**Data**
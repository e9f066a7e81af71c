//! # Password hashing and verification: Argon2id
//!
//! - [`hash_password`] salts with [`OsRng`] and returns a PHC string
//!   (`$argon2id$v=19$m=19456,t=2,p=1$...`), the only form in which a password
//!   is ever written to the credential document.
//! - [`verify_password`] checks a plaintext against such a string. `Ok(false)`
//!   is a mismatch; `Err` means the stored hash itself is malformed.
//! - [`validate_password`] is the length rule applied on registration and
//!   password reset, before anything is hashed.

use argon2::{
    password_hash::{rand_core::OsRng, PasswordHash, PasswordHasher, PasswordVerifier, SaltString},
    Argon2,
};

pub const MIN_PASSWORD_CHARS: usize = 8;

#[derive(Debug, Clone, PartialEq, thiserror::Error)]
pub enum PasswordError {
    #[error("password must be at least {} characters", MIN_PASSWORD_CHARS)]
    TooShort,

    #[error("failed to hash password: {0}")]
    Hash(String),

    #[error("invalid password hash: {0}")]
    Malformed(String),
}

pub fn validate_password(password: &str) -> Result<(), PasswordError> {
    if password.chars().count() < MIN_PASSWORD_CHARS {
        return Err(PasswordError::TooShort);
    }
    Ok(())
}

/// Hash a password using Argon2id. Returns a PHC-format string.
pub fn hash_password(password: &str) -> Result<String, PasswordError> {
    let salt = SaltString::generate(&mut OsRng);
    let hash = Argon2::default()
        .hash_password(password.as_bytes(), &salt)
        .map_err(|e| PasswordError::Hash(e.to_string()))?;
    Ok(hash.to_string())
}

/// Verify a password against a PHC-format hash string.
pub fn verify_password(password: &str, hash: &str) -> Result<bool, PasswordError> {
    let parsed = PasswordHash::new(hash).map_err(|e| PasswordError::Malformed(e.to_string()))?;
    Ok(Argon2::default()
        .verify_password(password.as_bytes(), &parsed)
        .is_ok())
}

#[cfg(test)]
mod tests {
    use super::*;

    #[test]
    fn test_hash_round_trip_and_salting() {
        let a = hash_password("correct horse").unwrap();
        let b = hash_password("correct horse").unwrap();
        assert!(a.starts_with("$argon2id$"));
        assert_ne!(a, b);
        assert!(verify_password("correct horse", &a).unwrap());
        assert!(!verify_password("wrong horse", &a).unwrap());
    }

    #[test]
    fn test_malformed_hash_is_an_error() {
        assert!(matches!(
            verify_password("x", "plaintext-password"),
            Err(PasswordError::Malformed(_))
        ));
    }

    #[test]
    fn test_minimum_length_counts_characters() {
        assert_eq!(validate_password("1234567"), Err(PasswordError::TooShort));
        assert!(validate_password("çãõéíúâê").is_ok());
    }
}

**Exercise objective**
The reply should consist of all the records, repeated exactly.

**Solved exercise**
repository e9f066a7e81af71c
//! # Password hashing and verification: Argon2id
//!
//! - [`hash_password`] salts with [`OsRng`] and returns a PHC string
//!   (`$argon2id$v=19$m=19456,t=2,p=1$...`), the only form in which a password
//!   is ever written to the credential document.
//! - [`verify_password`] checks a plaintext against such a string. `Ok(false)`
//!   is a mismatch; `Err` means the stored hash itself is malformed.
//! - [`validate_password`] is the length rule applied on registration and
//!   password reset, before anything is hashed.

use argon2::{
    password_hash::{rand_core::OsRng, PasswordHash, PasswordHasher, PasswordVerifier, SaltString},
    Argon2,
};

pub const MIN_PASSWORD_CHARS: usize = 8;

#[derive(Debug, Clone, PartialEq, thiserror::Error)]
pub enum PasswordError {
    #[error("password must be at least {} characters", MIN_PASSWORD_CHARS)]
    TooShort,

    #[error("failed to hash password: {0}")]
    Hash(String),

    #[error("invalid password hash: {0}")]
    Malformed(String),
}

pub fn validate_password(password: &str) -> Result<(), PasswordError> {
    if password.chars().count() < MIN_PASSWORD_CHARS {
        return Err(PasswordError::TooShort);
    }
    Ok(())
}

/// Hash a password using Argon2id. Returns a PHC-format string.
pub fn hash_password(password: &str) -> Result<String, PasswordError> {
    let salt = SaltString::generate(&mut OsRng);
    let hash = Argon2::default()
        .hash_password(password.as_bytes(), &salt)
        .map_err(|e| PasswordError::Hash(e.to_string()))?;
    Ok(hash.to_string())
}

/// Verify a password against a PHC-format hash string.
pub fn verify_password(password: &str, hash: &str) -> Result<bool, PasswordError> {
    let parsed = PasswordHash::new(hash).map_err(|e| PasswordError::Malformed(e.to_string()))?;
    Ok(Argon2::default()
        .verify_password(password.as_bytes(), &parsed)
        .is_ok())
}

#[cfg(test)]
mod tests {
    use super::*;

    #[test]
    fn test_hash_round_trip_and_salting() {
        let a = hash_password("correct horse").unwrap();
        let b = hash_password("correct horse").unwrap();
        assert!(a.starts_with("$argon2id$"));
        assert_ne!(a, b);
        assert!(verify_password("correct horse", &a).unwrap());
        assert!(!verify_password("wrong horse", &a).unwrap());
    }

    #[test]
    fn test_malformed_hash_is_an_error() {
        assert!(matches!(
            verify_password("x", "plaintext-password"),
            Err(PasswordError::Malformed(_))
        ));
    }

    #[test]
    fn test_minimum_length_counts_characters() {
        assert_eq!(validate_password("1234567"), Err(PasswordError::TooShort));
        assert!(validate_password("çãõéíúâê").is_ok());
    }
}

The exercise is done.